* EXERCISE GOAL:
Read the data, and whenever a line holds the word "buffer", report that line.

* RECORDS TO USE:
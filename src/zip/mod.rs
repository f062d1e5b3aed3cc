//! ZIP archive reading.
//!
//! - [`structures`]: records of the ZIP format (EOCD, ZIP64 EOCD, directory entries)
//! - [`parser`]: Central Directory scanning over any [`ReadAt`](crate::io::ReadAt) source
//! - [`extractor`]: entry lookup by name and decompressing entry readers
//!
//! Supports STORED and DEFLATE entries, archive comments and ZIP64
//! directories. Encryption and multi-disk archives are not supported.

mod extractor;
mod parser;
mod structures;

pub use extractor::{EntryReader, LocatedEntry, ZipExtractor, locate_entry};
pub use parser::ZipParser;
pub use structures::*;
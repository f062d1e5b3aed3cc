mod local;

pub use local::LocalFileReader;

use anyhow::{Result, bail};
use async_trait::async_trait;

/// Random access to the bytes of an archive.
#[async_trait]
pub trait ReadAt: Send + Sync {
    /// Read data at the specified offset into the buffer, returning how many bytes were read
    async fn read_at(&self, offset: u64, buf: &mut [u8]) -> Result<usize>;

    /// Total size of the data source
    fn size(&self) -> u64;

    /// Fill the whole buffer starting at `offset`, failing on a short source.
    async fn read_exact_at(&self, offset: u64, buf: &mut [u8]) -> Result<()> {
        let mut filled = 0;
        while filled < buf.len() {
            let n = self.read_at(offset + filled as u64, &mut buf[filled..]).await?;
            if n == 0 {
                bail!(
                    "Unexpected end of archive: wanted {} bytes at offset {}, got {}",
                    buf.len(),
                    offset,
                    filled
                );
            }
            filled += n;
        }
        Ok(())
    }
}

* REPLY TO THE TASK:
    /// Read data at the specified offset into the buffer, returning how many bytes were read
    /// Fill the whole buffer starting at `offset`, failing on a short source.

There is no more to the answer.